Instructions for the task =
Only the lines from the top of the following listing through the line with "use crate::item::ResourceStack;" belong in your answer, exactly as written.

Task inputs =
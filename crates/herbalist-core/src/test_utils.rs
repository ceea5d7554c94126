//! Shared fixtures for unit, property, and integration tests.
//!
//! [`brewing_registry`] registers kinds, effects, and recipes in a fixed
//! order, so the id helpers below are stable.

use crate::id::*;
use crate::item::ResourceStack;
use crate::property::{HerbRates, PotionProperties};
use crate::recipe::*;
use crate::registry::{HerbFamily, Registry, RegistryBuilder};

pub const REGEN_COLOR: u32 = 0xCD5CAB;
pub const SPEED_COLOR: u32 = 0x7CAFC6;

// ---------------------------------------------------------------------------
// Kinds
// ---------------------------------------------------------------------------

pub fn ash() -> KindId {
    KindId(0)
}

pub fn lumistone() -> KindId {
    KindId(1)
}

pub fn scaleplate() -> KindId {
    KindId(2)
}

pub fn dewpetal() -> KindId {
    KindId(3)
}

pub fn golden_lilybell() -> KindId {
    KindId(4)
}

pub fn cryst_spine() -> KindId {
    KindId(5)
}

pub fn burnt_node() -> KindId {
    KindId(6)
}

pub fn heart_of_stardream() -> KindId {
    KindId(7)
}

pub fn flowweave_ring() -> KindId {
    KindId(8)
}

pub fn gold_ingot() -> KindId {
    KindId(9)
}

pub fn blessed_gold() -> KindId {
    KindId(10)
}

pub fn polished_lumistone() -> KindId {
    KindId(11)
}

// ---------------------------------------------------------------------------
// Effects
// ---------------------------------------------------------------------------

pub fn regeneration() -> EffectId {
    EffectId(0)
}

pub fn speed() -> EffectId {
    EffectId(1)
}

// ---------------------------------------------------------------------------
// Registries
// ---------------------------------------------------------------------------

/// Builder with every fixture kind and effect registered but no recipes.
pub fn fixture_builder() -> RegistryBuilder {
    let mut b = RegistryBuilder::new();
    b.register_kind("ash", None);
    b.register_kind("lumistone", None);
    b.register_kind("scaleplate", Some(HerbFamily::Overworld));
    b.register_kind("dewpetal_shard", Some(HerbFamily::Overworld));
    b.register_kind("golden_lilybell", Some(HerbFamily::Overworld));
    b.register_kind("cryst_spine", Some(HerbFamily::NetherOrEnd));
    b.register_kind("burnt_node", Some(HerbFamily::NetherOrEnd));
    b.register_kind("heart_of_stardream", Some(HerbFamily::NetherOrEnd));
    b.register_kind("flowweave_ring", None);
    b.register_kind("gold_ingot", None);
    b.register_kind("blessed_gold", None);
    b.register_kind("polished_lumistone", None);
    b.register_effect("regeneration", 2);
    b.register_effect("speed", 4);
    b
}

/// Registry with two brewing recipes, one transform, and two infusions.
///
/// Recipe order: `regeneration_brew`, `speed_brew`, `bless_gold`,
/// `soak_lumistone`, `bind_ring`.
pub fn brewing_registry() -> Registry {
    let mut b = fixture_builder();
    b.register_recipe(Recipe::Brewing(BrewingRecipe {
        name: "regeneration_brew".to_string(),
        materials: vec![Ingredient::new(ash(), 2)],
        effect: regeneration(),
        color: REGEN_COLOR,
        rates: HerbRates::default(),
    }));
    b.register_recipe(Recipe::Brewing(BrewingRecipe {
        name: "speed_brew".to_string(),
        materials: vec![Ingredient::new(ash(), 1), Ingredient::new(lumistone(), 1)],
        effect: speed(),
        color: SPEED_COLOR,
        rates: HerbRates::default(),
    }));
    b.register_recipe(Recipe::Transform(TransformRecipe::new(
        "bless_gold",
        Ingredient::new(gold_ingot(), 2),
        PotionPredicate {
            effect: Some(regeneration()),
            ..PotionPredicate::default()
        },
        ResourceStack::new(blessed_gold(), 1),
    )));
    b.register_recipe(Recipe::Infusing(InfusingRecipe {
        name: "soak_lumistone".to_string(),
        inputs: vec![Ingredient::new(lumistone(), 1)],
        potion: PotionPredicate::default(),
        output: InfusingOutput::Item(ResourceStack::new(polished_lumistone(), 1)),
    }));
    b.register_recipe(Recipe::Infusing(InfusingRecipe {
        name: "bind_ring".to_string(),
        inputs: vec![Ingredient::new(flowweave_ring(), 1)],
        potion: PotionPredicate::default(),
        output: InfusingOutput::BindPotion,
    }));
    b.build().expect("fixture registry must build")
}

/// The regeneration brew plus a two-kind infusion ahead of `soak_lumistone`.
///
/// `gild_lumistone` takes 2 gold ingots and 1 lumistone in a regeneration
/// potion and yields 1 blessed gold. No transform recipes are registered.
pub fn two_kind_infusing_registry() -> Registry {
    let mut b = fixture_builder();
    b.register_recipe(Recipe::Brewing(BrewingRecipe {
        name: "regeneration_brew".to_string(),
        materials: vec![Ingredient::new(ash(), 2)],
        effect: regeneration(),
        color: REGEN_COLOR,
        rates: HerbRates::default(),
    }));
    b.register_recipe(Recipe::Infusing(InfusingRecipe {
        name: "gild_lumistone".to_string(),
        inputs: vec![Ingredient::new(gold_ingot(), 2), Ingredient::new(lumistone(), 1)],
        potion: PotionPredicate {
            effect: Some(regeneration()),
            ..PotionPredicate::default()
        },
        output: InfusingOutput::Item(ResourceStack::new(blessed_gold(), 1)),
    }));
    b.register_recipe(Recipe::Infusing(InfusingRecipe {
        name: "soak_lumistone".to_string(),
        inputs: vec![Ingredient::new(lumistone(), 1)],
        potion: PotionPredicate::default(),
        output: InfusingOutput::Item(ResourceStack::new(polished_lumistone(), 1)),
    }));
    b.build().expect("fixture registry must build")
}

/// A finished potion of `effect` at base duration and level 1.
pub fn finished_potion(effect: EffectId) -> PotionProperties {
    PotionProperties {
        color: REGEN_COLOR,
        duration_seconds: 120,
        level: 1,
        effect: Some(effect),
    }
}
//! The grid and the station payloads owned by its master cells.
//!
//! Cells never hold back-references: a structure cell stores only its offset
//! from the master, and every query resolves the master by position.

use crate::cell::{Block, CellPos, PartBlock};
use crate::heat::GridHeat;
use herbalist_core::event::{EventBuffer, StationEvent};
use herbalist_core::id::StationId;
use herbalist_core::machine::PhaseStateMachine;
use herbalist_core::property::NEUTRAL_COLOR;
use herbalist_core::registry::Registry;
use herbalist_core::station::{BrewingStation, Phase, StationView};
use slotmap::{SecondaryMap, SlotMap};
use std::collections::BTreeMap;

pub const DEFAULT_MIN_Y: i32 = -64;
pub const DEFAULT_MAX_Y: i32 = 319;

/// A resolved master cell.
#[derive(Debug, Clone, Copy, PartialEq, Eq)]
pub struct MasterHandle {
    pub pos: CellPos,
    pub station: StationId,
}

/// Sparse block grid plus the station arena.
#[derive(Debug)]
pub struct World {
    pub(crate) blocks: BTreeMap<CellPos, Block>,
    pub(crate) min_y: i32,
    pub(crate) max_y: i32,
    pub(crate) stations: SlotMap<StationId, BrewingStation>,
    pub(crate) events: SecondaryMap<StationId, EventBuffer>,
    pub(crate) masters: SecondaryMap<StationId, CellPos>,
}

impl Default for World {
    fn default() -> Self {
        Self::new(DEFAULT_MIN_Y, DEFAULT_MAX_Y)
    }
}

impl World {
    /// A world whose buildable layers are `min_y..=max_y`.
    pub fn new(min_y: i32, max_y: i32) -> Self {
        Self {
            blocks: BTreeMap::new(),
            min_y: min_y.min(max_y),
            max_y: max_y.max(min_y),
            stations: SlotMap::with_key(),
            events: SecondaryMap::new(),
            masters: SecondaryMap::new(),
        }
    }

    // -- Grid --

    pub fn in_bounds(&self, pos: CellPos) -> bool {
        (self.min_y..=self.max_y).contains(&pos.y)
    }

    /// Content at `pos`; unset positions are air.
    pub fn block(&self, pos: CellPos) -> Block {
        self.blocks.get(&pos).copied().unwrap_or_default()
    }

    /// Overwrite a plain cell. Structure cells are managed by formation and
    /// teardown, so writing over one is refused.
    pub fn set_block(&mut self, pos: CellPos, block: Block) -> bool {
        if !self.in_bounds(pos) || matches!(block, Block::Part(_)) {
            return false;
        }
        if matches!(self.blocks.get(&pos), Some(Block::Part(_))) {
            return false;
        }
        self.put(pos, block);
        true
    }

    pub(crate) fn put(&mut self, pos: CellPos, block: Block) {
        if block.is_air() {
            self.blocks.remove(&pos);
        } else {
            self.blocks.insert(pos, block);
        }
    }

    pub(crate) fn part_at(&self, pos: CellPos) -> Option<PartBlock> {
        self.blocks.get(&pos).and_then(Block::as_part).copied()
    }

    pub fn station_count(&self) -> usize {
        self.stations.len()
    }

    // -- Addressing --

    /// Follow a cell's offset to its master.
    ///
    /// `None` when the cell is unformed or when the position it points at is
    /// not a live master of the same structure kind.
    pub fn resolve_master(&self, pos: CellPos) -> Option<MasterHandle> {
        let part = self.part_at(pos)?;
        if !part.cell.formed {
            return None;
        }
        let master_pos = pos - part.cell.offset;
        let master = self.part_at(master_pos)?;
        if master.structure != part.structure || !master.cell.is_master() {
            return None;
        }
        let station = master.station?;
        self.stations.contains_key(station).then_some(MasterHandle {
            pos: master_pos,
            station,
        })
    }

    pub fn is_master(&self, pos: CellPos) -> bool {
        self.part_at(pos).is_some_and(|p| p.cell.is_master())
    }

    // -- Delegating reads --

    pub fn station_at(&self, pos: CellPos) -> Option<&BrewingStation> {
        let handle = self.resolve_master(pos)?;
        self.stations.get(handle.station)
    }

    pub fn phase_at(&self, pos: CellPos) -> Option<Phase> {
        self.station_at(pos).map(BrewingStation::phase)
    }

    /// Potion color seen from any cell; neutral when no station resolves.
    pub fn potion_color_at(&self, pos: CellPos) -> u32 {
        self.station_at(pos)
            .map_or(NEUTRAL_COLOR, |s| s.potion().color)
    }

    pub fn view_at(&self, pos: CellPos) -> Option<StationView> {
        self.station_at(pos).map(BrewingStation::view)
    }

    pub fn events_at(&self, pos: CellPos) -> Option<&EventBuffer> {
        let handle = self.resolve_master(pos)?;
        self.events.get(handle.station)
    }

    pub fn drain_events(&mut self, pos: CellPos) -> Vec<StationEvent> {
        let Some(handle) = self.resolve_master(pos) else {
            return Vec::new();
        };
        self.events
            .get_mut(handle.station)
            .map(EventBuffer::drain)
            .unwrap_or_default()
    }

    // -- Mutation --

    /// Run `f` against the state machine of the station `pos` belongs to.
    ///
    /// Returns `None` if no master resolves from `pos`.
    pub fn with_machine<R, F>(&mut self, pos: CellPos, registry: &Registry, f: F) -> Option<R>
    where
        F: FnOnce(&mut PhaseStateMachine<'_, GridHeat<'_>>) -> R,
    {
        let handle = self.resolve_master(pos)?;
        let heat = GridHeat::new(&self.blocks, handle.pos);
        let station = self.stations.get_mut(handle.station)?;
        let events = self.events.get_mut(handle.station)?;
        let mut machine = PhaseStateMachine::new(station, registry, heat, events);
        Some(f(&mut machine))
    }

    /// Advance every station by one tick.
    pub fn tick(&mut self, registry: &Registry) {
        for (id, station) in self.stations.iter_mut() {
            let (Some(&master), Some(events)) = (self.masters.get(id), self.events.get_mut(id))
            else {
                continue;
            };
            let heat = GridHeat::new(&self.blocks, master);
            PhaseStateMachine::new(station, registry, heat, events).tick();
        }
    }
}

Answer area =
filename crates/herbalist-core/src/test_utils.rs
repository ceea5d7554c94126
//! Shared fixtures for unit, property, and integration tests.
//!
//! [`brewing_registry`] registers kinds, effects, and recipes in a fixed
//! order, so the id helpers below are stable.

use crate::id::*;
use crate::item::ResourceStack;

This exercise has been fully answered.